* **WHAT YOU SHOULD DO**:
Find the lines in the records that carry the word "comparable". Copy each one.
[DATASET EXCERPTS Boundary: Start]
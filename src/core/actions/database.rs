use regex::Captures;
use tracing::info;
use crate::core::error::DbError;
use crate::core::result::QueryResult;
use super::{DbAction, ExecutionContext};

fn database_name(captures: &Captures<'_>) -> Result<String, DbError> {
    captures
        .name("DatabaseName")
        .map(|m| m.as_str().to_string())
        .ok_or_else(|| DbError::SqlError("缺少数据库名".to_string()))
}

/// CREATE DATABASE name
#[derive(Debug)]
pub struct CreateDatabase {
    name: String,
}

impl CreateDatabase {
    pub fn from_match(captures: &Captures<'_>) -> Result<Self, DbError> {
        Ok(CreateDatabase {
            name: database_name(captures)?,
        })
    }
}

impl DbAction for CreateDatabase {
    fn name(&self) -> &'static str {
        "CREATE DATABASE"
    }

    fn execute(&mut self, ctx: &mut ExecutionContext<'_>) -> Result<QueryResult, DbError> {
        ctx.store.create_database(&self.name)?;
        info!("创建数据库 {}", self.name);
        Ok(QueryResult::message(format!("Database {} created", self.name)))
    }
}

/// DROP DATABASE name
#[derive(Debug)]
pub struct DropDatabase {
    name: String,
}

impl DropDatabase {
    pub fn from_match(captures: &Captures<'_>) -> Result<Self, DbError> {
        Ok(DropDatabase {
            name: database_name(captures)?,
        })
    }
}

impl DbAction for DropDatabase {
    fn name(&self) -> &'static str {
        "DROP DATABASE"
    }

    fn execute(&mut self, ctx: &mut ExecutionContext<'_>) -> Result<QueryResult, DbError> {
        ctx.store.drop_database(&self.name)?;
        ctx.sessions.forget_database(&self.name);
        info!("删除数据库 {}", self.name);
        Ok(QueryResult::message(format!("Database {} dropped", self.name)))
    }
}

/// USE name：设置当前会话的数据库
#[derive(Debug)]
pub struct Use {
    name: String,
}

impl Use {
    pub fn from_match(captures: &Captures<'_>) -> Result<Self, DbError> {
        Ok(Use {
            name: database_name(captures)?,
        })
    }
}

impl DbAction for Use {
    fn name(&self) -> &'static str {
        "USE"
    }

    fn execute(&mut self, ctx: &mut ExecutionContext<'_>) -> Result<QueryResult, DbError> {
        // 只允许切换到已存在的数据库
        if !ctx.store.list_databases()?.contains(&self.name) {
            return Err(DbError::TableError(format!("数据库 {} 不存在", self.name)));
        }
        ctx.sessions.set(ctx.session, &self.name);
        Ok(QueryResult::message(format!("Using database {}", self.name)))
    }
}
[DATASET EXCERPTS Boundary: End]
[DATASET EXCERPTS Boundary: Start]
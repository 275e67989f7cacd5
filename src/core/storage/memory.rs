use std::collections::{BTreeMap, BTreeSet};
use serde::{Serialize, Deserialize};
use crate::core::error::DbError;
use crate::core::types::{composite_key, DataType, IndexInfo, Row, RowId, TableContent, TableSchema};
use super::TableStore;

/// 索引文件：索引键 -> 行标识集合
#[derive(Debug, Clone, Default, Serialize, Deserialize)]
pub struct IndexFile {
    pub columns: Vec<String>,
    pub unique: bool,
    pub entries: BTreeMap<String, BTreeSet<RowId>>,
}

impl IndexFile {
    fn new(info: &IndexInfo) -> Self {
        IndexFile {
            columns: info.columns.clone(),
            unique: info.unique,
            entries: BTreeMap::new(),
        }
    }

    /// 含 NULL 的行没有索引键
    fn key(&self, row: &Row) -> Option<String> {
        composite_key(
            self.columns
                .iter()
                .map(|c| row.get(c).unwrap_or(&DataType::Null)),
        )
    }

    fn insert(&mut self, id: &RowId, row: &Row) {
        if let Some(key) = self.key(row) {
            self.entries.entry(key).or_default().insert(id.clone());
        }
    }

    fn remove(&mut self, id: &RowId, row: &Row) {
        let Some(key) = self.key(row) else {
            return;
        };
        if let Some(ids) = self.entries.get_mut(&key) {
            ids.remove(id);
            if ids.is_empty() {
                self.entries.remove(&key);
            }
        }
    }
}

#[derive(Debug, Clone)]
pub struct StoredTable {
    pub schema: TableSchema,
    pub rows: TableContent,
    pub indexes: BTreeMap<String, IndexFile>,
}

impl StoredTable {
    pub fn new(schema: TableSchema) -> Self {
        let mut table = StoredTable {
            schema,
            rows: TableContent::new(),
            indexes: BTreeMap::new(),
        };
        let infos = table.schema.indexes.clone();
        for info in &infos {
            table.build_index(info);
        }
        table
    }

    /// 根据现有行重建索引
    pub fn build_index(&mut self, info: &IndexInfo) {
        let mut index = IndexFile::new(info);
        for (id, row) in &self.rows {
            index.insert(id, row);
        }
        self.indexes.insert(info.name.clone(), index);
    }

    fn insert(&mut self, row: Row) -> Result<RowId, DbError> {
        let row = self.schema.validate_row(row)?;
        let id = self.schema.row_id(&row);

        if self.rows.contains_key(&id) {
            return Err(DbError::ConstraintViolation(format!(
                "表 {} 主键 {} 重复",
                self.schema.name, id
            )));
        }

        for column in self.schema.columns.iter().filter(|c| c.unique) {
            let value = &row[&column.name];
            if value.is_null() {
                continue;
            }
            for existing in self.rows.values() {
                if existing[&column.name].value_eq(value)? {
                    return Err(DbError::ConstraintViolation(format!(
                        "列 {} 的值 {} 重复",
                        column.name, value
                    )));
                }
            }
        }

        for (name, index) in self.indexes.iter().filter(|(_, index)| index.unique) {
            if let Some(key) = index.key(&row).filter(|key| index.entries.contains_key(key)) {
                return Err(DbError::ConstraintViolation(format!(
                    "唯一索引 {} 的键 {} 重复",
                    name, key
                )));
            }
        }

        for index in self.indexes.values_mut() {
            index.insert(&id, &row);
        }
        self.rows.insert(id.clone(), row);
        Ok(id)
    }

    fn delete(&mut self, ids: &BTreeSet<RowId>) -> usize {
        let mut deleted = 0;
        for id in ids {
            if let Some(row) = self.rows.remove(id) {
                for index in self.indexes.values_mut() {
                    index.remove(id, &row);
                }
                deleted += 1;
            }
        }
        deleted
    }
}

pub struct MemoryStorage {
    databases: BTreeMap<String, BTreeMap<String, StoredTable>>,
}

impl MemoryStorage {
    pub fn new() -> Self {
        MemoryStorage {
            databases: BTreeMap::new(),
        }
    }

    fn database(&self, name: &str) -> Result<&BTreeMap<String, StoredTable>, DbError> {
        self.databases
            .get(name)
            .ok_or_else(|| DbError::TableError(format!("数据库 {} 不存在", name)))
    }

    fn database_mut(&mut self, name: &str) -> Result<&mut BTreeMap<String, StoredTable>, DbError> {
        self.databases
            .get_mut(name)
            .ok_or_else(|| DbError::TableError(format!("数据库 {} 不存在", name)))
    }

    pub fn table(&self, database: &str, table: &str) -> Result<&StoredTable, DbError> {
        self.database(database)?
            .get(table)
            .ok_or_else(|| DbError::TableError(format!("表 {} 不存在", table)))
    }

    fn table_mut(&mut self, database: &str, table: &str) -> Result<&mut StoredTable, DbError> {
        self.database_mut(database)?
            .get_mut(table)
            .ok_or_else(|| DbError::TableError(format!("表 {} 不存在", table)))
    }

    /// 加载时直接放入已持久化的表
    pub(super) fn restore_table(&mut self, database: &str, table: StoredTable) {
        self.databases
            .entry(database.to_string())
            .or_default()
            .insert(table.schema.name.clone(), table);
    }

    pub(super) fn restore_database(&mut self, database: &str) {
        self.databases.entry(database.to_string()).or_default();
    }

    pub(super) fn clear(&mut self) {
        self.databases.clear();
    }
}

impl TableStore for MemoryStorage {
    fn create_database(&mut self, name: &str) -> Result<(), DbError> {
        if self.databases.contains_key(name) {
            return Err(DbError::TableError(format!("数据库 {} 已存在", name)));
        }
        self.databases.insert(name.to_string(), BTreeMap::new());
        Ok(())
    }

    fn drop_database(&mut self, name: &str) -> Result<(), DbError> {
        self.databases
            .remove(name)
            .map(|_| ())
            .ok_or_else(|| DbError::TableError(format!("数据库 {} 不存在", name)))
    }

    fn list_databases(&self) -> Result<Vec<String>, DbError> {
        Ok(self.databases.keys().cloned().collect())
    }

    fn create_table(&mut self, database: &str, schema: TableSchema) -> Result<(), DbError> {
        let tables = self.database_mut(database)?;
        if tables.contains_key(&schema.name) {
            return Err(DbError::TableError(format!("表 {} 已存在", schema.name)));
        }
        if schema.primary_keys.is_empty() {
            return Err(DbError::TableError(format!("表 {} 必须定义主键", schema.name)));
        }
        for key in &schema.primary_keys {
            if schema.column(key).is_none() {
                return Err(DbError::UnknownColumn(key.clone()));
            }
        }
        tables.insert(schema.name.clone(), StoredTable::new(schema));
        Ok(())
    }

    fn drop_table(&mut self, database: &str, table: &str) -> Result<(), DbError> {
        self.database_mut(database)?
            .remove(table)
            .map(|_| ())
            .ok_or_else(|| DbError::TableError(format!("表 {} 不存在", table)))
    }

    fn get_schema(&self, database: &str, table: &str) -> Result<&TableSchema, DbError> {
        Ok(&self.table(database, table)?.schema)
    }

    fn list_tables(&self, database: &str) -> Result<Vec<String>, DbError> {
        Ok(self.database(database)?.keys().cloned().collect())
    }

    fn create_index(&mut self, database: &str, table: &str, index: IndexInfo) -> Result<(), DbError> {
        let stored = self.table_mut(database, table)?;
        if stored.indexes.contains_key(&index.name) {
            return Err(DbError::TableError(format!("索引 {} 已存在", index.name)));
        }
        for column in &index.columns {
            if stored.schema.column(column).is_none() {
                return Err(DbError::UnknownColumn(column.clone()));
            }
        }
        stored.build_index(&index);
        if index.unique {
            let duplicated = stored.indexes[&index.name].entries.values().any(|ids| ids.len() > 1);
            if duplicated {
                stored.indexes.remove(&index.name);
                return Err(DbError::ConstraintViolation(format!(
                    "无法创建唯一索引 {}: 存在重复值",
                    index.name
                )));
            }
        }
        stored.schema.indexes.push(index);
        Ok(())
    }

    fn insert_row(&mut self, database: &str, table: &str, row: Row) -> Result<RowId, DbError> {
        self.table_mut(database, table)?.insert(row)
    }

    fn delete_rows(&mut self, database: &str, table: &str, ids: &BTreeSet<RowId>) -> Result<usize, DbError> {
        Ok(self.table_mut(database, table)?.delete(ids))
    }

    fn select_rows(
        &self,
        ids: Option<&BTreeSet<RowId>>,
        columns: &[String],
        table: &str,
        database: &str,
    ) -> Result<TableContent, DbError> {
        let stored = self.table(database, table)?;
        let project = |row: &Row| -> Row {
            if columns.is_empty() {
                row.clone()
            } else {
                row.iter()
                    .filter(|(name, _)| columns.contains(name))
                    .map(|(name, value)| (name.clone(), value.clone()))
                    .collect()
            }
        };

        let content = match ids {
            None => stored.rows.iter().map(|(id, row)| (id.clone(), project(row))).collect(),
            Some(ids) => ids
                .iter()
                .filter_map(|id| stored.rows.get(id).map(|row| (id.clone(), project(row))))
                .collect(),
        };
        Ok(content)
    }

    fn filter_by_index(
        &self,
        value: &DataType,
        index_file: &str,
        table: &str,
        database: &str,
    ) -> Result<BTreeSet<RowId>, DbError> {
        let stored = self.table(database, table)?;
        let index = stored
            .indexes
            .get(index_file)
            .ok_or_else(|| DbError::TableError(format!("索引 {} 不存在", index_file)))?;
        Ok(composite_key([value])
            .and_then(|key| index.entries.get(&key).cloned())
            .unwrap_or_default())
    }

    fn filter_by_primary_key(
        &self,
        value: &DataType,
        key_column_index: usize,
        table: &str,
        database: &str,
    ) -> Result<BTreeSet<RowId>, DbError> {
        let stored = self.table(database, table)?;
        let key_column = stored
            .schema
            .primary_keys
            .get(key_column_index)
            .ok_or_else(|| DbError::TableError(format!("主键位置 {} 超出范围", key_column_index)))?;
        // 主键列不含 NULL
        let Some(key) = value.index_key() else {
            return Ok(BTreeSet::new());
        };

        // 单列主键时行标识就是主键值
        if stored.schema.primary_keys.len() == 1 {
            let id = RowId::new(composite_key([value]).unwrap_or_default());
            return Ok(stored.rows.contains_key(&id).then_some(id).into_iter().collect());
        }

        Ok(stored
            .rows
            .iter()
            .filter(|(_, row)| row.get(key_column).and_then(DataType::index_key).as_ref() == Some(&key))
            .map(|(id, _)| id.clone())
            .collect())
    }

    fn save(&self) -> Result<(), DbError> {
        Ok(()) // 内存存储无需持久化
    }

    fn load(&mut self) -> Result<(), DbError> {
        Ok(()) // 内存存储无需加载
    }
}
[DATASET EXCERPTS Boundary: End]
[DATASET EXCERPTS Boundary: Start]
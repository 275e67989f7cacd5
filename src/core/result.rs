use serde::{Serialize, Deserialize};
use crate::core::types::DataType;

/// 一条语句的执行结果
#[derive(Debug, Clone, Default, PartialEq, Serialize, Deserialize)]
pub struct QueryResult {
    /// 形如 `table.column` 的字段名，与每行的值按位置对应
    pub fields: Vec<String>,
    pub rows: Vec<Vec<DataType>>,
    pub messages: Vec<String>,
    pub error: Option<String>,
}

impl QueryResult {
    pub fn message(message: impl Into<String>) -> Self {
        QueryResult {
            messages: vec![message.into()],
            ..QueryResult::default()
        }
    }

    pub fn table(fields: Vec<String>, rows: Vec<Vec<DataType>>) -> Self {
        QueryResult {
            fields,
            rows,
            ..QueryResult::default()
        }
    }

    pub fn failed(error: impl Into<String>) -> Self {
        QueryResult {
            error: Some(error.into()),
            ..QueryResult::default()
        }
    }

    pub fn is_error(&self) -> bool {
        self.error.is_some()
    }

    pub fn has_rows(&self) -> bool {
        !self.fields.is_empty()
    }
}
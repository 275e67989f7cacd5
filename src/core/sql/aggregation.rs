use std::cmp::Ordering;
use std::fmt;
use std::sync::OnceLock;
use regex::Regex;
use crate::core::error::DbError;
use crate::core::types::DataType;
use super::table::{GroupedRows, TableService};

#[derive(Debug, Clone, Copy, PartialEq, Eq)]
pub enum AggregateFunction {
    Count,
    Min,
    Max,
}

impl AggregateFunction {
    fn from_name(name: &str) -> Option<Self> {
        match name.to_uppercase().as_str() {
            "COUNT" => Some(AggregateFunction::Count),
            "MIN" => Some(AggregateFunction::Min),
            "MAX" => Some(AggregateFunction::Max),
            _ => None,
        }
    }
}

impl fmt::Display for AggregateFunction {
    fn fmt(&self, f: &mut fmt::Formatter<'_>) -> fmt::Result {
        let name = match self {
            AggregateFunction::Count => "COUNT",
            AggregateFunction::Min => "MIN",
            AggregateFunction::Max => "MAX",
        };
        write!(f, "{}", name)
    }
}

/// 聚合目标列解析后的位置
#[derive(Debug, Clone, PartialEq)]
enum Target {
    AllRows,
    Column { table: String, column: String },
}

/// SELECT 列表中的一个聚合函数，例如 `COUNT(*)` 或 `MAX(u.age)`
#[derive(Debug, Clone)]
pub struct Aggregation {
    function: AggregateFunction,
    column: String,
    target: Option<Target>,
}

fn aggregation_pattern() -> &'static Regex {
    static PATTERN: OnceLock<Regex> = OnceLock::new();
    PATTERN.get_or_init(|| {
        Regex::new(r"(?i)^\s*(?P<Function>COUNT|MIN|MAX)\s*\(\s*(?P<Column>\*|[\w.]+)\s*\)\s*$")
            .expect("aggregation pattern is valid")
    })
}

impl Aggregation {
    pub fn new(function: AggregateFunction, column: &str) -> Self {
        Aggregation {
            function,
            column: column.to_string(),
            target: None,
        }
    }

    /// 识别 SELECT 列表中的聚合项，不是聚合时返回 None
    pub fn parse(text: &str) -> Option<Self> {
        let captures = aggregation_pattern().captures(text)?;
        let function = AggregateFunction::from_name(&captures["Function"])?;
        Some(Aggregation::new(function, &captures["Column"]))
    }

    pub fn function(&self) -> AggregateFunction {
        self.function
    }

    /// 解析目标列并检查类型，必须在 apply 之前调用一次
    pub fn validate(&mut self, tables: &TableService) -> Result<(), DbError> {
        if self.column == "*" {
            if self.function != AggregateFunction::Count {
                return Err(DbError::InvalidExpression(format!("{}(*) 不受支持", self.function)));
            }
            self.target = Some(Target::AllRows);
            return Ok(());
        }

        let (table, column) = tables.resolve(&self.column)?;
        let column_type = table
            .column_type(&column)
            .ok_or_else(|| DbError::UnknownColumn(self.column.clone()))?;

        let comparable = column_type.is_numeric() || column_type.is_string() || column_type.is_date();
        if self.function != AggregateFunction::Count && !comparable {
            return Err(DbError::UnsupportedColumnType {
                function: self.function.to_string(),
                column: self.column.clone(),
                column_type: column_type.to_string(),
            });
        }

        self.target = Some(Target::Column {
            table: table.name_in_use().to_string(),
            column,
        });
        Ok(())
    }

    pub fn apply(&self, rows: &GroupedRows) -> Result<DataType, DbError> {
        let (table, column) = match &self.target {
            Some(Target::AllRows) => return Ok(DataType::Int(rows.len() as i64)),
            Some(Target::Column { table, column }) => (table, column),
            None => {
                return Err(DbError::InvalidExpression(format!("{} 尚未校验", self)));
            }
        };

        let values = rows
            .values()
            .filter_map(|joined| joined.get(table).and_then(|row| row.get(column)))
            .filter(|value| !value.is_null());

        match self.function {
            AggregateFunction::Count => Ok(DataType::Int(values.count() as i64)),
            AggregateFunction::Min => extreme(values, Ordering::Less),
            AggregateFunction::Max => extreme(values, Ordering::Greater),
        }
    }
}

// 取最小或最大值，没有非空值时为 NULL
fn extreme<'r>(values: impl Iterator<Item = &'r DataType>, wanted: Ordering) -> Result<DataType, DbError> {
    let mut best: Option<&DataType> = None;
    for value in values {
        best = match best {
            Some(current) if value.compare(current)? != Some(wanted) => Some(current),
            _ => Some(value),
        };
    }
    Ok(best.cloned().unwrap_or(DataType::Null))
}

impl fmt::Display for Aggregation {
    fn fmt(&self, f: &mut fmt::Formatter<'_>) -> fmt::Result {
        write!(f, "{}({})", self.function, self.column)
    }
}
[DATASET EXCERPTS Boundary: End]
* **RESPONSE BOX**:
        let comparable = column_type.is_numeric() || column_type.is_string() || column_type.is_date();
        if self.function != AggregateFunction::Count && !comparable {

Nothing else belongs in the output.